Repository files navigation

go_lexer_matcher

Fluent Interface to the iNamik go_lexer API with support for concise, regex-like matching

ABOUT

Package matcher provides a fluent interface to the Match* functions of iNamik/go_lexer, along with a couple of extra features to support concise, regex-like matching.

You can now group multiple lexer Match* calls into sub-expressions, similar to how parens '()' work in standard regular expressions. You can even make entire sub-expressions optional (i.e. '()?')

You can concisely code your expressions to the token you want to match, without any regard to failed matching conditions or cleanup of a partially matched token.

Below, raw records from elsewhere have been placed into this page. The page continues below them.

//! Single-flight refresh coordination for one client session.
//!
//! The first caller to need a refresh becomes the flight owner: it starts the transport call and
//! parks a shared future in the slot. Every caller that arrives while the slot is occupied awaits
//! the same shared future, so N concurrent triggers cost one transport call and observe one
//! result. The owner clears the slot through a drop guard, which also runs when the owner is
//! cancelled.

// std
use std::sync::atomic::{AtomicU64, Ordering};
// crates.io
use futures::future::{BoxFuture, FutureExt, Shared};
// self
use crate::{
	_prelude::*,
	client::{ClientError, TokenGrant},
};

type SharedRefresh = Shared<BoxFuture<'static, Result<TokenGrant, ClientError>>>;

struct Flight {
	generation: u64,
	future: SharedRefresh,
}

/// In-flight refresh slot plus counters.
///
/// Cloning is cheap; clones share the slot.
#[derive(Clone, Default)]
pub struct RefreshCoordinator {
	slot: Arc<Mutex<Option<Flight>>>,
	generation: Arc<AtomicU64>,
	network_calls: Arc<AtomicU64>,
}
impl RefreshCoordinator {
	/// Joins the in-flight refresh, or starts one with `start` when none is running.
	///
	/// `start` is only invoked by the flight owner and must return a future that does no work
	/// until polled.
	pub async fn run<F, Fut>(&self, start: F) -> Result<TokenGrant, ClientError>
	where
		F: FnOnce() -> Fut,
		Fut: 'static + Send + Future<Output = Result<TokenGrant, ClientError>>,
	{
		let (future, owned) = {
			let mut slot = self.slot.lock();

			match slot.as_ref() {
				Some(flight) => (flight.future.clone(), None),
				None => {
					let generation = self.generation.fetch_add(1, Ordering::Relaxed) + 1;
					let network_calls = Arc::clone(&self.network_calls);
					let refresh = start();
					let future = async move {
						network_calls.fetch_add(1, Ordering::Relaxed);

						refresh.await
					}
					.boxed()
					.shared();

					*slot = Some(Flight { generation, future: future.clone() });

					(future, Some(generation))
				},
			}
		};
		let _guard = owned.map(|generation| FlightGuard { slot: &self.slot, generation });

		future.await
	}

	/// Whether a refresh is currently in flight.
	pub fn is_refreshing(&self) -> bool {
		self.slot.lock().is_some()
	}

	/// Number of refreshes that actually reached the transport.
	pub fn network_calls(&self) -> u64 {
		self.network_calls.load(Ordering::Relaxed)
	}
}
impl Debug for RefreshCoordinator {
	fn fmt(&self, f: &mut Formatter) -> FmtResult {
		f.debug_struct("RefreshCoordinator")
			.field("is_refreshing", &self.is_refreshing())
			.field("network_calls", &self.network_calls())
			.finish()
	}
}

struct FlightGuard<'a> {
	slot: &'a Mutex<Option<Flight>>,
	generation: u64,
}
impl Drop for FlightGuard<'_> {
	fn drop(&mut self) {
		let mut slot = self.slot.lock();

		if slot.as_ref().is_some_and(|flight| flight.generation == self.generation) {
			*slot = None;
		}
	}
}

#[cfg(test)]
mod tests {
	// std
	use std::sync::atomic::AtomicUsize;
	// crates.io
	use tokio::sync::Notify;
	// self
	use super::*;
	use crate::auth::TokenSecret;

	fn grant(value: &str) -> TokenGrant {
		TokenGrant {
			access_token: TokenSecret::new(value),
			refresh_token: TokenSecret::new(format!("{value}-refresh")),
			principal: None,
		}
	}

	#[tokio::test]
	async fn concurrent_callers_share_one_flight() {
		let coordinator = RefreshCoordinator::default();
		let release = Arc::new(Notify::new());
		let starts = Arc::new(AtomicUsize::new(0));
		let call = || {
			let release = Arc::clone(&release);
			let starts = Arc::clone(&starts);

			coordinator.run(move || {
				starts.fetch_add(1, Ordering::SeqCst);

				async move {
					release.notified().await;

					Ok(grant("shared"))
				}
			})
		};
		let first = call();
		let second = call();
		let third = call();
		let releaser = async {
			tokio::task::yield_now().await;

			assert!(coordinator.is_refreshing());

			release.notify_one();
		};
		let (a, b, c, ()) = tokio::join!(first, second, third, releaser);

		assert_eq!(starts.load(Ordering::SeqCst), 1);
		assert_eq!(coordinator.network_calls(), 1);
		assert_eq!(a.expect("Owner should succeed."), grant("shared"));
		assert_eq!(b.expect("Waiter should succeed."), grant("shared"));
		assert_eq!(c.expect("Waiter should succeed."), grant("shared"));
		assert!(!coordinator.is_refreshing());
	}

	#[tokio::test]
	async fn failures_are_shared_and_clear_the_slot() {
		let coordinator = RefreshCoordinator::default();
		let err = coordinator
			.run(|| async { Err(ClientError::Rejected { status: 403, message: "expired".into() }) })
			.await
			.expect_err("Rejected refresh should fail.");

		assert!(err.is_rejection());
		assert!(!coordinator.is_refreshing());

		let next = coordinator
			.run(|| async { Ok(grant("second")) })
			.await
			.expect("A new flight should start after a failure.");

		assert_eq!(next, grant("second"));
		assert_eq!(coordinator.network_calls(), 2);
	}

	#[tokio::test]
	async fn cancelled_owner_releases_the_slot() {
		let coordinator = RefreshCoordinator::default();
		let pending = coordinator.run(futures::future::pending::<Result<TokenGrant, ClientError>>);

		tokio::select! {
			biased;
			_ = pending => panic!("Pending refresh should never resolve."),
			_ = tokio::task::yield_now() => {},
		}

		assert!(!coordinator.is_refreshing());
	}
}
//! Argon2 password hashing.

// crates.io
use argon2::{
	Argon2,
	password_hash::{
		PasswordHash, PasswordHasher, PasswordVerifier, SaltString, rand_core::OsRng,
	},
};
// self
use crate::error::ConfigError;

/// Hashes `password` into a PHC string with a fresh random salt.
pub fn hash_password(password: &str) -> Result<String, ConfigError> {
	let salt = SaltString::generate(&mut OsRng);

	Argon2::default()
		.hash_password(password.as_bytes(), &salt)
		.map(|hash| hash.to_string())
		.map_err(|e| ConfigError::PasswordHash { message: e.to_string() })
}

/// Checks `password` against a stored PHC string. Unparseable hashes never verify.
pub fn verify_password(password: &str, phc: &str) -> bool {
	let Ok(parsed) = PasswordHash::new(phc) else {
		return false;
	};

	Argon2::default().verify_password(password.as_bytes(), &parsed).is_ok()
}

#[cfg(test)]
mod tests {
	// self
	use super::*;

	#[test]
	fn hashes_verify_only_the_original_password() {
		let hash = hash_password("hunter2").expect("Hashing should succeed.");

		assert!(hash.starts_with("$argon2"));
		assert!(verify_password("hunter2", &hash));
		assert!(!verify_password("hunter3", &hash));
		assert!(!verify_password("hunter2", "not-a-phc-string"));
	}
}
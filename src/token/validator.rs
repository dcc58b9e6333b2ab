//! Access-token and refresh-credential verification.

// crates.io
use jsonwebtoken::{Algorithm, DecodingKey, Validation, errors::ErrorKind};
// self
use crate::{
	_prelude::*,
	config::AuthConfig,
	error::ConfigError,
	token::{AccessClaims, RefreshClaims},
};

/// Why an access token was not accepted. All variants surface to callers as 401.
#[derive(Clone, Copy, Debug, PartialEq, Eq, Serialize, Deserialize, ThisError)]
pub enum AccessRejection {
	/// The signature did not verify against the access secret.
	#[error("signature mismatch")]
	InvalidSignature,
	/// The token is past its expiry.
	#[error("expired")]
	Expired,
	/// The value is not a decodable token.
	#[error("malformed")]
	Malformed,
}

/// Why a refresh credential was not accepted. All variants surface to callers as 403.
#[derive(Clone, Copy, Debug, PartialEq, Eq, Serialize, Deserialize, ThisError)]
pub enum RefreshRejection {
	/// No stored row matches the presented value (never issued, rotated away, or deleted).
	#[error("not found")]
	NotFound,
	/// The stored row is revoked.
	#[error("revoked")]
	Revoked,
	/// The stored row is past its expiry.
	#[error("expired")]
	Expired,
}

/// Verifies token signatures and expiry without touching the store.
#[derive(Clone)]
pub struct TokenValidator {
	access_key: DecodingKey,
	refresh_key: DecodingKey,
	validation: Validation,
}
impl TokenValidator {
	/// Builds a validator, failing fast when either secret is empty.
	pub fn new(config: &AuthConfig) -> Result<Self, ConfigError> {
		let (access, refresh) = config.signing_secrets()?;
		let mut validation = Validation::new(Algorithm::HS256);

		// Expiry is compared against a caller-supplied instant below.
		validation.validate_exp = false;
		validation.leeway = 0;

		Ok(Self {
			access_key: DecodingKey::from_secret(access.as_bytes()),
			refresh_key: DecodingKey::from_secret(refresh.as_bytes()),
			validation,
		})
	}

	/// Verifies an access token against the current clock.
	pub fn validate_access(&self, token: &str) -> Result<AccessClaims, AccessRejection> {
		self.validate_access_at(token, OffsetDateTime::now_utc())
	}

	/// Verifies an access token against `now`.
	pub fn validate_access_at(
		&self,
		token: &str,
		now: OffsetDateTime,
	) -> Result<AccessClaims, AccessRejection> {
		let claims = jsonwebtoken::decode::<AccessClaims>(token, &self.access_key, &self.validation)
			.map_err(|e| match e.kind() {
				ErrorKind::InvalidSignature => AccessRejection::InvalidSignature,
				_ => AccessRejection::Malformed,
			})?
			.claims;

		if now.unix_timestamp() >= claims.exp {
			return Err(AccessRejection::Expired);
		}

		Ok(claims)
	}

	/// Verifies a refresh credential's signature and embedded expiry against `now`.
	///
	/// A value that fails verification cannot match any stored row, so it is reported as
	/// [`RefreshRejection::NotFound`].
	pub fn decode_refresh_at(
		&self,
		token: &str,
		now: OffsetDateTime,
	) -> Result<RefreshClaims, RefreshRejection> {
		let claims =
			jsonwebtoken::decode::<RefreshClaims>(token, &self.refresh_key, &self.validation)
				.map_err(|_| RefreshRejection::NotFound)?
				.claims;

		if now.unix_timestamp() >= claims.exp {
			return Err(RefreshRejection::Expired);
		}

		Ok(claims)
	}
}
impl Debug for TokenValidator {
	fn fmt(&self, f: &mut Formatter) -> FmtResult {
		f.debug_struct("TokenValidator").finish_non_exhaustive()
	}
}

#[cfg(test)]
mod tests {
	// self
	use super::*;
	use crate::{
		_preludet::{TEST_REFRESH_SECRET, test_config},
		auth::PrincipalId,
		token::TokenIssuer,
	};

	fn pair() -> (TokenIssuer, TokenValidator) {
		let config = test_config();

		(
			TokenIssuer::new(&config).expect("Issuer should build."),
			TokenValidator::new(&config).expect("Validator should build."),
		)
	}

	#[test]
	fn access_tokens_round_trip_until_expiry() {
		let (issuer, validator) = pair();
		let now = OffsetDateTime::now_utc();
		let minted = issuer.mint(PrincipalId::new(3), now).expect("Mint should succeed.");
		let token = minted.pair.access_token.expose();
		let claims = validator.validate_access_at(token, now).expect("Fresh token should verify.");

		assert_eq!(claims.sub, PrincipalId::new(3));
		assert_eq!(
			validator.validate_access_at(token, now + Duration::minutes(16)),
			Err(AccessRejection::Expired)
		);
	}

	#[test]
	fn access_rejections_are_classified() {
		let (issuer, validator) = pair();
		let now = OffsetDateTime::now_utc();
		let minted = issuer.mint(PrincipalId::new(3), now).expect("Mint should succeed.");

		// A refresh credential is signed with the other secret.
		assert_eq!(
			validator.validate_access_at(minted.pair.refresh_token.expose(), now),
			Err(AccessRejection::InvalidSignature)
		);
		assert_eq!(validator.validate_access_at("garbage", now), Err(AccessRejection::Malformed));
	}

	#[test]
	fn refresh_signature_failures_read_as_not_found() {
		let (issuer, validator) = pair();
		let now = OffsetDateTime::now_utc();
		let minted = issuer.mint(PrincipalId::new(5), now).expect("Mint should succeed.");
		let claims = validator
			.decode_refresh_at(minted.pair.refresh_token.expose(), now)
			.expect("Refresh credential should verify.");

		assert_eq!(claims.sub, PrincipalId::new(5));
		assert_eq!(
			validator.decode_refresh_at(minted.pair.access_token.expose(), now),
			Err(RefreshRejection::NotFound)
		);

		let forged = test_config().with_refresh_secret(format!("{TEST_REFRESH_SECRET}-other"));
		let forger = TokenIssuer::new(&forged).expect("Forging issuer should build.");
		let forged = forger.mint(PrincipalId::new(5), now).expect("Forged mint should succeed.");

		assert_eq!(
			validator.decode_refresh_at(forged.pair.refresh_token.expose(), now),
			Err(RefreshRejection::NotFound)
		);
	}
}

Matcher leverages iNamik/go_lexer's Marker/Reset functionality to automatically cleanup the lexer state if your expression fails.

EXAMPLE

Below is an (slightly modified) excerpt from examples/json_decoder that matches a JSON integer as outlined in RFC 4627 ( see http://www.ietf.org/rfc/rfc4627.txt ). Notice how the regex shown maps directly to Matcher function calls.

var bytesDigits = rangeutil.RangeToBytes("0-9")

var bytes1to9 = rangeutil.RangeToBytes("1-9")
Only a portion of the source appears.